Hi Patti,
I have several good friends who are always the ones that initiate our interactions. I never make an effort. It isn't that I don't want to, it's just that I'm worried about intruding so I just let them do it. Then they sometimes don't include me in some of their plans and I feel awful. It makes me feel like a less important friend, even though I know it's mostly my own fault. I don't know how to get out of my head on this.
Sometimes Unwanted
Dear Sometimes,
Life is habit-forming. So, if you want different results, you need to form different habits. Start with rejecting the idea that you're "intruding." If they're initiating interactions, communications, events with you and treating you as a friend, then you're not intruding. If you bring something positive to the group, you're never intruding. It's not like you're scaling a wall, crossing a moat or breaking down a door to get to them. The barrier is really yours, and it consists simply of your mindset.

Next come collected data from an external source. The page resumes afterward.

//! Record table persistence
//!
//! The search core only needs `load` and `save` of a whole table. Tables are
//! stored column-wise: one array per field, all of equal length.
//!
//! ```json
//! {
//!   "text": ["...", "..."],
//!   "author": ["...", "..."],
//!   "author_link": ["https://...", null],
//!   "tags": [["life"], ["love", "wisdom"]]
//! }
//! ```

use parking_lot::Mutex;
use serde::{Deserialize, Serialize};
use std::path::{Path, PathBuf};

use crate::error::{Error, Result};
use crate::record::{Record, RecordTable};

// ============================================================================
// TableStore Trait
// ============================================================================

/// Load/save interface for the record table
///
/// `load` returns `Ok(None)` when nothing has been collected yet.
///
/// # Thread Safety
///
/// Stores must be Send + Sync so a session can be shared across threads.
pub trait TableStore: Send + Sync {
    /// Load the stored table, if any
    fn load(&self) -> Result<Option<RecordTable>>;

    /// Replace the stored table
    fn save(&self, table: &RecordTable) -> Result<()>;
}

// ============================================================================
// Columnar layout
// ============================================================================

/// Column-wise representation of a [`RecordTable`]
#[derive(Debug, Clone, Default, PartialEq, Eq, Serialize, Deserialize)]
pub struct ColumnarTable {
    /// Quote texts
    pub text: Vec<String>,
    /// Author names
    pub author: Vec<String>,
    /// Author about-page links
    #[serde(default)]
    pub author_link: Vec<Option<String>>,
    /// Tag lists
    pub tags: Vec<Vec<String>>,
}

impl ColumnarTable {
    /// Number of rows, or `Corruption` if the columns disagree.
    ///
    /// An absent `author_link` column is accepted and read as all-null.
    pub fn row_count(&self) -> Result<usize> {
        let rows = self.text.len();
        let links_ok = self.author_link.is_empty() || self.author_link.len() == rows;
        if self.author.len() != rows || self.tags.len() != rows || !links_ok {
            return Err(Error::corruption(format!(
                "column length mismatch: text={}, author={}, author_link={}, tags={}",
                rows,
                self.author.len(),
                self.author_link.len(),
                self.tags.len()
            )));
        }
        Ok(rows)
    }

    /// Convert back into a row-oriented table
    pub fn into_table(self) -> Result<RecordTable> {
        let rows = self.row_count()?;
        let mut links = self.author_link.into_iter();
        let records = self
            .text
            .into_iter()
            .zip(self.author)
            .zip(self.tags)
            .map(|((text, author), tags)| Record {
                text,
                author,
                author_link: links.next().flatten(),
                tags,
            })
            .collect::<Vec<_>>();
        debug_assert_eq!(records.len(), rows);
        Ok(RecordTable::new(records))
    }
}

impl From<&RecordTable> for ColumnarTable {
    fn from(table: &RecordTable) -> Self {
        let mut columns = ColumnarTable {
            text: Vec::with_capacity(table.len()),
            author: Vec::with_capacity(table.len()),
            author_link: Vec::with_capacity(table.len()),
            tags: Vec::with_capacity(table.len()),
        };
        for record in table {
            columns.text.push(record.text.clone());
            columns.author.push(record.author.clone());
            columns.author_link.push(record.author_link.clone());
            columns.tags.push(record.tags.clone());
        }
        columns
    }
}

// ============================================================================
// JsonTableStore
// ============================================================================

/// File-backed store writing the columnar JSON layout
#[derive(Debug, Clone)]
pub struct JsonTableStore {
    path: PathBuf,
}

impl JsonTableStore {
    /// Create a store backed by `path`
    pub fn new(path: impl Into<PathBuf>) -> Self {
        JsonTableStore { path: path.into() }
    }

    /// Backing file path
    pub fn path(&self) -> &Path {
        &self.path
    }

    fn temp_path(&self) -> PathBuf {
        let mut name = self
            .path
            .file_name()
            .map(|n| n.to_os_string())
            .unwrap_or_default();
        name.push(".tmp");
        self.path.with_file_name(name)
    }
}

impl TableStore for JsonTableStore {
    fn load(&self) -> Result<Option<RecordTable>> {
        let content = match std::fs::read_to_string(&self.path) {
            Ok(c) => c,
            Err(e) if e.kind() == std::io::ErrorKind::NotFound => {
                tracing::warn!(
                    target: "quotesearch::store",
                    path = %self.path.display(),
                    "Record table file not found"
                );
                return Ok(None);
            }
            Err(e) => return Err(e.into()),
        };
        let columns: ColumnarTable = serde_json::from_str(&content)?;
        let table = columns.into_table()?;
        tracing::info!(
            target: "quotesearch::store",
            path = %self.path.display(),
            records = table.len(),
            "Loaded record table"
        );
        Ok(Some(table))
    }

    fn save(&self, table: &RecordTable) -> Result<()> {
        if let Some(parent) = self.path.parent() {
            if !parent.as_os_str().is_empty() {
                std::fs::create_dir_all(parent)?;
            }
        }
        let content = serde_json::to_string(&ColumnarTable::from(table))?;
        let tmp = self.temp_path();
        std::fs::write(&tmp, content)?;
        std::fs::rename(&tmp, &self.path)?;
        tracing::info!(
            target: "quotesearch::store",
            path = %self.path.display(),
            records = table.len(),
            "Saved record table"
        );
        Ok(())
    }
}

// ============================================================================
// MemoryTableStore
// ============================================================================

/// In-process store, useful for tests and ephemeral sessions
#[derive(Debug, Default)]
pub struct MemoryTableStore {
    table: Mutex<Option<RecordTable>>,
}

impl MemoryTableStore {
    /// Create an empty store
    pub fn new() -> Self {
        Self::default()
    }

    /// Create a store already holding `table`
    pub fn with_table(table: RecordTable) -> Self {
        MemoryTableStore {
            table: Mutex::new(Some(table)),
        }
    }
}

impl TableStore for MemoryTableStore {
    fn load(&self) -> Result<Option<RecordTable>> {
        Ok(self.table.lock().clone())
    }

    fn save(&self, table: &RecordTable) -> Result<()> {
        *self.table.lock() = Some(table.clone());
        Ok(())
    }
}
use crate::models::{AspectRatio, GenerationRequest, Part, UploadedFile};

pub const DEFAULT_PROMPT: &str = "A confident-looking model in a brightly lit studio setting.";

pub const POSE_SENTENCE: &str = "The model must replicate the exact body pose, posture and camera angle of the person shown in the pose reference image, which is the last image provided.";

/// Opening of every instruction; the aspect ratio is interpolated after it.
pub fn template_sentence(aspect_ratio: &AspectRatio) -> String {
    format!(
        "Generate a photorealistic, high-resolution e-commerce fashion photograph with a {aspect_ratio} aspect ratio, showing a professional model wearing the exact product from the first image provided."
    )
}

/// Resolve the prompt the user typed, falling back to `DEFAULT_PROMPT` when blank.
/// Anything else is used exactly as typed.
pub fn effective_prompt(user_prompt: &str) -> &str {
    if user_prompt.trim().is_empty() { DEFAULT_PROMPT } else { user_prompt }
}

pub fn build_instruction(user_prompt: &str, aspect_ratio: &AspectRatio, with_pose: bool) -> String {
    let mut sentences = vec![
        template_sentence(aspect_ratio),
        "Preserve the product's color, fabric, texture, print and fit precisely; do not alter or restyle it.".to_string(),
    ];
    if with_pose {
        sentences.push(POSE_SENTENCE.to_string());
    }
    sentences.push(format!("Scene and styling: {}", effective_prompt(user_prompt)));
    sentences.join(" ")
}

/// Assemble the parts in the order the model expects:
/// instruction text, product image, then the pose image when present.
pub fn build_generation_request(
    product: UploadedFile,
    pose: Option<UploadedFile>,
    user_prompt: &str,
    aspect_ratio: AspectRatio,
) -> GenerationRequest {
    let instruction = build_instruction(user_prompt, &aspect_ratio, pose.is_some());
    let mut parts = Vec::with_capacity(3);
    parts.push(Part::text(instruction));
    parts.push(product.into_part());
    if let Some(pose) = pose {
        parts.push(pose.into_part());
    }
    GenerationRequest { parts, aspect_ratio }
}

Realize that "intruding" is just a negative term that can actually be better described as "CONNECTING." That's a much more positive word! So make it a goal of yours to CONNECT more often. In order to be a valid goal you need to put a number on it. Make it a point to "reach out" and "connect" with these friends several times a week. Connecting can mean: making a phone call, sending a brief 'check in' text, inviting someone to something, meeting them in person, etc. Make yourself CONNECT at least three times per week.
Form better habits and obtain better results.